Boyd W. Haynes III, MD
As a busy orthopedic surgeon in Newport News, I’ve performed more hip replacement surgeries than I can count over the years, with a good percentage of them having been done on smokers. While both smokers and nonsmokers typically recover well, there are differences during the pre- and post-surgical recovery period between the two that are worth noting. In this article, I’ll discuss the risks of which smokers should be aware when considering a hip replacement surgery, so they can make an informed decision.
Unless you’ve been living under a rock for the last 70 years, I don’t need to tell you about the dangers of smoking. While you may be well aware of lung cancer, emphysema, COPD, and chronic bronchitis, you may not be aware that smoking is the number one reason for post-surgical complications, like infection, poor wound healing and poor surgical outcomes for knee and hip replacements.
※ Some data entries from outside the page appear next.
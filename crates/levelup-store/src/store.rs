//! # Cart Store
//!
//! Owns the authoritative cart and keeps the persisted slot consistent
//! with in-memory state after every mutation.
//!
//! ## Operation Flow
//! ```text
//! ┌─────────────────────────────────────────────────────────────────────────┐
//! │                    CartStore Operations                                 │
//! │                                                                         │
//! │  View Action              Operation              State Change           │
//! │  ───────────              ─────────              ────────────           │
//! │                                                                         │
//! │  Click "add to cart" ───► add_item(code, n) ───► merge/append + persist │
//! │                                                                         │
//! │  Click line "×" ────────► remove_item(code) ───► drop line + persist    │
//! │                                                                         │
//! │  Click "empty cart" ────► clear() ─────────────► [] + persist           │
//! │                                                                         │
//! │  Render badge/totals ───► totals() ────────────► (read only)            │
//! │                                                                         │
//! │  Every mutation overwrites the slot in full before returning, so the    │
//! │  caller can never observe memory and storage disagreeing.               │
//! └─────────────────────────────────────────────────────────────────────────┘
//! ```
//!
//! ## Atomicity
//! Operations are atomic from the caller's perspective: if the slot write
//! fails, the in-memory mutation is rolled back and the error surfaced.
//! Either both memory and slot advanced, or neither did.

use tracing::{debug, warn};

use levelup_core::cart::normalize_quantity;
use levelup_core::{Cart, CartTotals, Catalog, LineItem};

use crate::error::StoreResult;
use crate::slot::StorageSlot;

/// The process-wide cart store: one per session.
///
/// ## Construction
/// [`CartStore::open`] rehydrates the cart from the slot; an absent or
/// corrupt snapshot degrades to an empty cart and is never an error. The
/// catalog is injected so tests can run isolated instances instead of
/// sharing process-wide state.
///
/// ## Usage
/// ```rust
/// use levelup_core::{Catalog, Product};
/// use levelup_store::{CartStore, MemorySlot};
///
/// let catalog = Catalog::new(vec![Product::new(
///     "MS001", "Mouse Gamer Logitech G502", 49_990, "accesorios",
/// )]);
///
/// let mut store = CartStore::open(catalog, MemorySlot::new());
/// store.add_item("MS001", 2).unwrap();
/// assert_eq!(store.totals().total_item_count, 2);
/// ```
#[derive(Debug)]
pub struct CartStore<S: StorageSlot> {
    cart: Cart,
    catalog: Catalog,
    slot: S,
}

impl<S: StorageSlot> CartStore<S> {
    /// Opens the store, rehydrating the cart from the slot.
    ///
    /// ## Degradation, Not Failure
    /// - Slot never written → empty cart
    /// - Slot unreadable or unparseable → empty cart, WARN logged
    ///
    /// Nothing is written back at this stage; the slot is only read.
    pub fn open(catalog: Catalog, slot: S) -> Self {
        let cart = match slot.read() {
            Ok(Some(raw)) => match serde_json::from_str::<Vec<LineItem>>(&raw) {
                Ok(items) => {
                    debug!(lines = items.len(), "cart rehydrated from slot");
                    Cart::from_items(items)
                }
                Err(e) => {
                    warn!(error = %e, "persisted cart snapshot is corrupt, starting empty");
                    Cart::new()
                }
            },
            Ok(None) => Cart::new(),
            Err(e) => {
                warn!(error = %e, "persisted cart slot unreadable, starting empty");
                Cart::new()
            }
        };

        CartStore {
            cart,
            catalog,
            slot,
        }
    }

    /// Adds a product to the cart and persists the result.
    ///
    /// ## Behavior
    /// - `requested_quantity` is normalized: anything below 1 becomes 1
    /// - Unknown `code` fails with `UnknownProduct`; neither the cart nor
    ///   the slot is touched
    /// - A code already in the cart has its quantity incremented in place;
    ///   a new code is appended with the catalog's current name and price
    ///   frozen in
    ///
    /// ## Guarantee
    /// On success, total item count grows by exactly the normalized
    /// quantity, and the slot holds the updated snapshot.
    pub fn add_item(&mut self, code: &str, requested_quantity: i64) -> StoreResult<&Cart> {
        // Catalog lookup comes first: an unknown code must abort before
        // any mutation.
        let product = self.catalog.require(code)?.clone();
        let quantity = normalize_quantity(requested_quantity);

        debug!(code = %code, quantity = %quantity, "add_item");

        let previous = self.cart.clone();
        self.cart.add_product(&product, quantity);

        if let Err(e) = self.persist() {
            self.cart = previous;
            return Err(e);
        }

        Ok(&self.cart)
    }

    /// Removes the line with this code and persists the result.
    ///
    /// An absent code is a no-op, not an error, and skips the slot write -
    /// the stored snapshot is already identical.
    pub fn remove_item(&mut self, code: &str) -> StoreResult<&Cart> {
        debug!(code = %code, "remove_item");

        let previous = self.cart.clone();
        if !self.cart.remove(code) {
            return Ok(&self.cart);
        }

        if let Err(e) = self.persist() {
            self.cart = previous;
            return Err(e);
        }

        Ok(&self.cart)
    }

    /// Empties the cart and persists the empty state.
    ///
    /// An already-empty cart is a no-op with no slot write, so upstream
    /// confirmation prompts are not triggered needlessly.
    pub fn clear(&mut self) -> StoreResult<&Cart> {
        if self.cart.is_empty() {
            return Ok(&self.cart);
        }

        debug!("clear");

        let previous = self.cart.clone();
        self.cart.clear();

        if let Err(e) = self.persist() {
            self.cart = previous;
            return Err(e);
        }

        Ok(&self.cart)
    }

    /// Derived totals: total item count and subtotal. Pure read.
    pub fn totals(&self) -> CartTotals {
        self.cart.totals()
    }

    /// The current cart.
    pub fn cart(&self) -> &Cart {
        &self.cart
    }

    /// The injected catalog.
    pub fn catalog(&self) -> &Catalog {
        &self.catalog
    }

    /// The backing slot (e.g. to report the file a [`crate::FileSlot`]
    /// writes).
    pub fn slot(&self) -> &S {
        &self.slot
    }

    /// Overwrites the slot with the current cart snapshot.
    ///
    /// The wire shape is the bare line-item array - see `LineItem` for the
    /// field schema.
    fn persist(&mut self) -> StoreResult<()> {
        let snapshot = serde_json::to_string(self.cart.items())?;
        self.slot.write(&snapshot)
    }
}

// =============================================================================
// Unit Tests
// =============================================================================

#[cfg(test)]
mod tests {
    use super::*;
    use crate::error::StoreError;
    use crate::slot::MemorySlot;
    use levelup_core::{CoreError, Product};
    use std::io;

    fn catalog() -> Catalog {
        Catalog::new(vec![
            Product::new("MS001", "Mouse Gamer Logitech G502", 49_990, "accesorios"),
            Product::new("CO001", "PlayStation 5", 549_990, "consolas"),
        ])
    }

    /// Counts writes so tests can assert that no-ops skip persistence.
    #[derive(Debug, Default)]
    struct CountingSlot {
        inner: MemorySlot,
        writes: usize,
    }

    impl StorageSlot for CountingSlot {
        fn read(&self) -> StoreResult<Option<String>> {
            self.inner.read()
        }

        fn write(&mut self, value: &str) -> StoreResult<()> {
            self.writes += 1;
            self.inner.write(value)
        }
    }

    /// Reads fine, refuses every write.
    #[derive(Debug, Default)]
    struct ReadOnlySlot;

    impl StorageSlot for ReadOnlySlot {
        fn read(&self) -> StoreResult<Option<String>> {
            Ok(None)
        }

        fn write(&mut self, _value: &str) -> StoreResult<()> {
            Err(io::Error::new(io::ErrorKind::PermissionDenied, "read-only").into())
        }
    }

    #[test]
    fn test_open_fresh_slot_starts_empty() {
        let store = CartStore::open(catalog(), MemorySlot::new());
        assert!(store.cart().is_empty());
        assert_eq!(store.totals().total_item_count, 0);
        assert_eq!(store.totals().subtotal.minor(), 0);
    }

    #[test]
    fn test_open_corrupt_slot_starts_empty() {
        let store = CartStore::open(catalog(), MemorySlot::seeded("definitely{not json"));
        assert!(store.cart().is_empty());
    }

    #[test]
    fn test_open_does_not_write_back() {
        let slot = CountingSlot::default();
        let store = CartStore::open(catalog(), slot);
        assert_eq!(store.slot().writes, 0);
    }

    #[test]
    fn test_add_item_appends_and_persists() {
        let mut store = CartStore::open(catalog(), MemorySlot::new());
        store.add_item("MS001", 2).unwrap();

        assert_eq!(store.cart().line_count(), 1);
        assert_eq!(
            store.slot().stored().unwrap(),
            r#"[{"code":"MS001","name":"Mouse Gamer Logitech G502","price":49990,"quantity":2}]"#
        );
    }

    #[test]
    fn test_add_item_merges_quantity() {
        let mut store = CartStore::open(catalog(), MemorySlot::new());
        store.add_item("MS001", 2).unwrap();
        store.add_item("CO001", 1).unwrap();
        let cart = store.add_item("MS001", 1).unwrap();

        assert_eq!(cart.line_count(), 2);
        assert_eq!(cart.items()[0].code, "MS001");
        assert_eq!(cart.items()[0].quantity, 3);
    }

    #[test]
    fn test_add_item_normalizes_quantity() {
        let mut store = CartStore::open(catalog(), MemorySlot::new());
        store.add_item("MS001", 0).unwrap();
        store.add_item("MS001", -4).unwrap();

        assert_eq!(store.totals().total_item_count, 2);
    }

    #[test]
    fn test_add_item_count_grows_by_normalized_quantity() {
        let mut store = CartStore::open(catalog(), MemorySlot::new());
        for (requested, expected_growth) in [(3, 3), (1, 1), (0, 1), (-2, 1)] {
            let before = store.totals().total_item_count;
            store.add_item("MS001", requested).unwrap();
            assert_eq!(store.totals().total_item_count, before + expected_growth);
        }
    }

    #[test]
    fn test_add_unknown_product_changes_nothing() {
        let mut store = CartStore::open(catalog(), MemorySlot::new());
        store.add_item("MS001", 1).unwrap();
        let snapshot_before = store.slot().stored().unwrap().to_string();
        let cart_before = store.cart().clone();

        let err = store.add_item("XX999", 1).unwrap_err();
        assert!(matches!(
            err,
            StoreError::Core(CoreError::UnknownProduct(code)) if code == "XX999"
        ));

        // Byte-for-byte identical, in memory and in the slot
        assert_eq!(store.cart(), &cart_before);
        assert_eq!(store.slot().stored().unwrap(), snapshot_before);
    }

    #[test]
    fn test_remove_item_persists() {
        let mut store = CartStore::open(catalog(), MemorySlot::new());
        store.add_item("MS001", 2).unwrap();
        store.add_item("CO001", 1).unwrap();

        let cart = store.remove_item("MS001").unwrap();
        assert_eq!(cart.line_count(), 1);
        assert_eq!(cart.items()[0].code, "CO001");

        let stored = store.slot().stored().unwrap();
        assert!(!stored.contains("MS001"));
    }

    #[test]
    fn test_remove_absent_code_skips_write() {
        let mut store = CartStore::open(catalog(), CountingSlot::default());
        store.add_item("MS001", 1).unwrap();
        let writes_before = store.slot().writes;

        store.remove_item("XX999").unwrap();
        assert_eq!(store.slot().writes, writes_before);
        assert_eq!(store.cart().line_count(), 1);
    }

    #[test]
    fn test_clear_persists_empty_state() {
        let mut store = CartStore::open(catalog(), MemorySlot::new());
        store.add_item("MS001", 2).unwrap();

        let cart = store.clear().unwrap();
        assert!(cart.is_empty());
        assert_eq!(store.slot().stored().unwrap(), "[]");
    }

    #[test]
    fn test_clear_on_empty_cart_skips_write() {
        let mut store = CartStore::open(catalog(), CountingSlot::default());
        store.clear().unwrap();
        assert_eq!(store.slot().writes, 0);
    }

    #[test]
    fn test_roundtrip_to_fresh_store() {
        let mut store = CartStore::open(catalog(), MemorySlot::new());
        store.add_item("MS001", 2).unwrap();
        store.add_item("CO001", 1).unwrap();
        let snapshot = store.slot().stored().unwrap().to_string();

        // A new session over the same slot sees the identical cart
        let rehydrated = CartStore::open(catalog(), MemorySlot::seeded(snapshot));
        assert_eq!(rehydrated.cart(), store.cart());
    }

    #[test]
    fn test_failed_write_rolls_back_memory() {
        let mut store = CartStore::open(catalog(), ReadOnlySlot);

        let err = store.add_item("MS001", 2).unwrap_err();
        assert!(matches!(err, StoreError::Io(_)));

        // Fully rejected: the cart did not advance
        assert!(store.cart().is_empty());
    }

    /// The end-to-end scenario from the storefront walkthrough.
    #[test]
    fn test_session_scenario() {
        let mut store = CartStore::open(catalog(), MemorySlot::new());

        let cart = store.add_item("MS001", 2).unwrap();
        assert_eq!(cart.items().len(), 1);
        assert_eq!(cart.items()[0].quantity, 2);
        assert_eq!(cart.items()[0].price.minor(), 49_990);

        let cart = store.add_item("MS001", 1).unwrap();
        assert_eq!(cart.items()[0].quantity, 3);

        let totals = store.totals();
        assert_eq!(totals.total_item_count, 3);
        assert_eq!(totals.subtotal.minor(), 149_970);

        let cart = store.remove_item("MS001").unwrap();
        assert!(cart.is_empty());

        // Clearing an empty cart stays a no-op
        let cart = store.clear().unwrap();
        assert!(cart.is_empty());
    }
}
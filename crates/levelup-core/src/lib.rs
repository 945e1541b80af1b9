//! # levelup-core: Pure Business Logic for the Level-Up Storefront
//!
//! This crate is the **heart** of the Level-Up storefront. It contains all
//! business logic as pure functions with zero I/O dependencies.
//!
//! ## Architecture Position
//! ```text
//! ┌─────────────────────────────────────────────────────────────────────────┐
//! │                    Level-Up Storefront Architecture                     │
//! │                                                                         │
//! │  ┌─────────────────────────────────────────────────────────────────┐   │
//! │  │                     View Layer (external)                       │   │
//! │  │    Product Grid ──► Cart Panel ──► Forms ──► Notifications      │   │
//! │  └─────────────────────────────┬───────────────────────────────────┘   │
//! │                                │ synchronous calls                      │
//! │  ┌─────────────────────────────▼───────────────────────────────────┐   │
//! │  │                  levelup-store (persistence)                    │   │
//! │  │    CartStore: add_item, remove_item, clear, totals              │   │
//! │  └─────────────────────────────┬───────────────────────────────────┘   │
//! │                                │                                        │
//! │  ┌─────────────────────────────▼───────────────────────────────────┐   │
//! │  │               ★ levelup-core (THIS CRATE) ★                     │   │
//! │  │                                                                 │   │
//! │  │   ┌───────────┐  ┌───────────┐  ┌───────────┐  ┌───────────┐   │   │
//! │  │   │  catalog  │  │   money   │  │   cart    │  │ validation│   │   │
//! │  │   │  Product  │  │   Money   │  │   Cart    │  │   rules   │   │   │
//! │  │   │  Catalog  │  │ discounts │  │ LineItem  │  │  checks   │   │   │
//! │  │   └───────────┘  └───────────┘  └───────────┘  └───────────┘   │   │
//! │  │                                                                 │   │
//! │  │   NO I/O • NO STORAGE • NO NETWORK • PURE FUNCTIONS             │   │
//! │  └─────────────────────────────────────────────────────────────────┘   │
//! └─────────────────────────────────────────────────────────────────────────┘
//! ```
//!
//! ## Modules
//!
//! - [`catalog`] - The static product catalog and category filtering
//! - [`cart`] - The cart value type, line items, and derived totals
//! - [`money`] - Money type with integer arithmetic (no floating point!)
//! - [`error`] - Domain error types
//! - [`validation`] - Registration, review, and support form rules
//!
//! ## Design Principles
//!
//! 1. **Pure Functions**: Every function is deterministic - same input = same output
//! 2. **No I/O**: Storage, network, file system access is FORBIDDEN here
//! 3. **Integer Money**: All monetary values are in minor currency units (i64)
//! 4. **Explicit Errors**: All errors are typed, never strings or panics
//!
//! ## Example Usage
//!
//! ```rust
//! use levelup_core::catalog::Product;
//! use levelup_core::cart::Cart;
//!
//! let mouse = Product::new("MS001", "Mouse Gamer Logitech G502", 49990, "accesorios");
//!
//! let mut cart = Cart::new();
//! cart.add_product(&mouse, 2);
//! cart.add_product(&mouse, 1);
//!
//! let totals = cart.totals();
//! assert_eq!(totals.total_item_count, 3);
//! assert_eq!(totals.subtotal.minor(), 149_970);
//! ```

// =============================================================================
// Module Declarations
// =============================================================================

pub mod cart;
pub mod catalog;
pub mod error;
pub mod money;
pub mod validation;

// =============================================================================
// Re-exports for Convenience
// =============================================================================
// These allow users to do `use levelup_core::Money` instead of
// `use levelup_core::money::Money`

pub use cart::{Cart, CartTotals, LineItem};
pub use catalog::{Catalog, CategoryFilter, Product};
pub use error::{CoreError, CoreResult, ValidationError};
pub use money::Money;

// =============================================================================
// Crate-Level Constants
// =============================================================================

/// Minimum length of a customer display name, in characters.
pub const NAME_MIN_LEN: usize = 2;

/// Minimum password length for registration.
pub const PASSWORD_MIN_LEN: usize = 8;

/// Minimum age (in whole years) required to register an account.
pub const MIN_ACCOUNT_AGE_YEARS: u32 = 18;

/// Maximum length of a review comment, in characters.
pub const REVIEW_COMMENT_MAX_LEN: usize = 500;

/// Comment length at which the live counter starts warning the reviewer.
pub const REVIEW_COMMENT_WARN_LEN: usize = 400;

/// Lowest accepted star rating.
pub const MIN_RATING: u8 = 1;

/// Highest accepted star rating.
pub const MAX_RATING: u8 = 5;

/// Email domain that unlocks the student discount perk.
pub const DUOC_EMAIL_DOMAIN: &str = "duoc.cl";

/// Student discount granted to duoc.cl registrations, in basis points.
///
/// 2000 bps = 20%. Applied with [`Money::apply_percentage_discount`].
pub const DUOC_DISCOUNT_BPS: u32 = 2000;
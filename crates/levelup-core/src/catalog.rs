//! # Catalog Module
//!
//! The static product catalog and category filtering.
//!
//! ## Ownership
//! The catalog is reference data: it is seeded once by the embedder and is
//! read-only to this crate. Nothing here mutates it after construction.
//!
//! ## Filtering
//! ```text
//! ┌─────────────────────────────────────────────────────────────────────────┐
//! │                    How Category Filtering Works                         │
//! │                                                                         │
//! │  User clicks filter button: "accesorios"                                │
//! │       │                                                                 │
//! │       ▼                                                                 │
//! │  CategoryFilter::parse("accesorios")                                    │
//! │       │                                                                 │
//! │       ▼                                                                 │
//! │  ┌─────────────────────────────────────────┐                            │
//! │  │ Catalog                                 │                            │
//! │  │                                         │                            │
//! │  │ AC002 | HyperX Cloud II  | accesorios   │ ← MATCH!                   │
//! │  │ MS001 | Logitech G502    | accesorios   │ ← MATCH!                   │
//! │  │ CO001 | PlayStation 5    | consolas     │                            │
//! │  └─────────────────────────────────────────┘                            │
//! │       │                                                                 │
//! │       ▼                                                                 │
//! │  Results: [AC002, MS001]   (code order, deterministic)                  │
//! └─────────────────────────────────────────────────────────────────────────┘
//! ```

use std::collections::HashMap;

use serde::{Deserialize, Serialize};
use ts_rs::TS;

use crate::error::{CoreError, CoreResult};
use crate::money::Money;

// =============================================================================
// Product
// =============================================================================

/// A product available for sale.
///
/// ## Identity
/// The `code` is the business identifier (e.g. `MS001`) and is unique within
/// the catalog. There is no second surrogate key; the storefront never talks
/// to a database.
#[derive(Debug, Clone, Serialize, Deserialize, TS)]
#[ts(export)]
pub struct Product {
    /// Product code - business identifier, unique within the catalog.
    pub code: String,

    /// Display name shown in the grid and on cart lines.
    pub name: String,

    /// Price in minor currency units.
    pub price_minor: i64,

    /// Category tag used by the grid filter (e.g. `accesorios`).
    pub category: String,
}

impl Product {
    /// Creates a product from its catalog fields.
    pub fn new(
        code: impl Into<String>,
        name: impl Into<String>,
        price_minor: i64,
        category: impl Into<String>,
    ) -> Self {
        Product {
            code: code.into(),
            name: name.into(),
            price_minor,
            category: category.into(),
        }
    }

    /// Returns the price as a Money type.
    #[inline]
    pub fn price(&self) -> Money {
        Money::from_minor(self.price_minor)
    }
}

// =============================================================================
// Category Filter
// =============================================================================

/// A grid filter selection: everything, or one category tag.
///
/// An unknown tag is not an error - it simply matches nothing, which is what
/// the grid shows.
#[derive(Debug, Clone, PartialEq, Eq)]
pub enum CategoryFilter {
    /// Show every product.
    All,
    /// Show only products carrying this category tag.
    Category(String),
}

impl CategoryFilter {
    /// Parses the filter value carried by a filter button.
    ///
    /// `"all"` selects everything; any other value selects that category.
    pub fn parse(value: &str) -> Self {
        match value.trim() {
            "all" => CategoryFilter::All,
            tag => CategoryFilter::Category(tag.to_string()),
        }
    }

    /// Checks whether a product is visible under this filter.
    pub fn matches(&self, product: &Product) -> bool {
        match self {
            CategoryFilter::All => true,
            CategoryFilter::Category(tag) => product.category == *tag,
        }
    }
}

impl Default for CategoryFilter {
    fn default() -> Self {
        CategoryFilter::All
    }
}

// =============================================================================
// Catalog
// =============================================================================

/// The static, read-only product catalog: code → product.
///
/// ## Usage
/// ```rust
/// use levelup_core::catalog::{Catalog, CategoryFilter, Product};
///
/// let catalog = Catalog::new(vec![
///     Product::new("MS001", "Mouse Gamer Logitech G502", 49_990, "accesorios"),
///     Product::new("CO001", "PlayStation 5", 549_990, "consolas"),
/// ]);
///
/// assert!(catalog.contains("MS001"));
/// let visible = catalog.filter(&CategoryFilter::parse("consolas"));
/// assert_eq!(visible.len(), 1);
/// ```
#[derive(Debug, Clone, Default)]
pub struct Catalog {
    products: HashMap<String, Product>,
}

impl Catalog {
    /// Builds a catalog from seeded products.
    ///
    /// Codes are unique; if the seed repeats a code the later entry wins,
    /// matching last-write semantics of a key-value seed.
    pub fn new(products: impl IntoIterator<Item = Product>) -> Self {
        Catalog {
            products: products
                .into_iter()
                .map(|p| (p.code.clone(), p))
                .collect(),
        }
    }

    /// Membership test by product code.
    pub fn contains(&self, code: &str) -> bool {
        self.products.contains_key(code)
    }

    /// Looks up a product by code.
    pub fn get(&self, code: &str) -> Option<&Product> {
        self.products.get(code)
    }

    /// Looks up a product by code, failing with [`CoreError::UnknownProduct`]
    /// if the catalog does not carry it.
    pub fn require(&self, code: &str) -> CoreResult<&Product> {
        self.products
            .get(code)
            .ok_or_else(|| CoreError::UnknownProduct(code.to_string()))
    }

    /// Number of products in the catalog.
    pub fn len(&self) -> usize {
        self.products.len()
    }

    /// Whether the catalog is empty.
    pub fn is_empty(&self) -> bool {
        self.products.is_empty()
    }

    /// Returns the products visible under a filter, in code order.
    ///
    /// Code order keeps the result deterministic regardless of map iteration
    /// order, so the grid renders stably between calls.
    pub fn filter(&self, filter: &CategoryFilter) -> Vec<&Product> {
        let mut visible: Vec<&Product> = self
            .products
            .values()
            .filter(|p| filter.matches(p))
            .collect();
        visible.sort_by(|a, b| a.code.cmp(&b.code));
        visible
    }

    /// All products, in code order.
    pub fn all(&self) -> Vec<&Product> {
        self.filter(&CategoryFilter::All)
    }
}

// =============================================================================
// Unit Tests
// =============================================================================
This is due to smoking’s effects on oxygen circulation through the blood to operated tissues, increased pre- and post- surgical pain due to smoking, and a variety of other smoking related sequelae. It would take you a week or more to read all the clinical studies that state the same evidence – smoking is harmful for patients having orthopaedic surgeries!
One particular danger that smoking represents is to the hip. Specifically, to the head of the femur, which is the end of the long bone in the thigh that reaches from the knee to the hip socket. The head of the femur, which rests in the hip socket, is especially prone to damage from smoking. This damage is a condition called Avascular Necrosis and smoking is the one of the leading causes for it, right behind alcohol abuse. In Avascular Necrosis, blood flow to the head of the femur is interrupted, because the channels carrying blood in the bone become blocked by fatty deposits. The bone tissue begins to starve, becomes necrotic and eventually dies, due to a lack of blood flow. Avascular Necrosis (AVN) can even be the reason for a smoker needing to have a hip replacement surgery in the first place, instead of the more commonly seen arthritis.
When a patient who’s a smoker comes to me for a hip replacement consultation, I counsel them to consider quitting smoking at once, if at all possible. If the patient cannot agree to this, I ask that they try and quit at least two to six weeks before the surgery to give the lungs some opportunity to heal, for circulation to improve and for body tissues to become more oxygenated. I also ask they try to remain smoke-free for at least two weeks afterward, during recovery. I am happy to work with a patient and their PCP in any way to accommodate quitting smoking efforts, including hypnosis, medication patches, gum, nasal sprays, etc.
As a final word – smokers can and do have successful hip replacement surgeries every day. However, I would be remiss if I didn’t let my patients know the risks before going into surgery. As your Orthopaedic Surgeon, I will do my best to ensure you have the best outcome for your surgery, working with you as my teammate.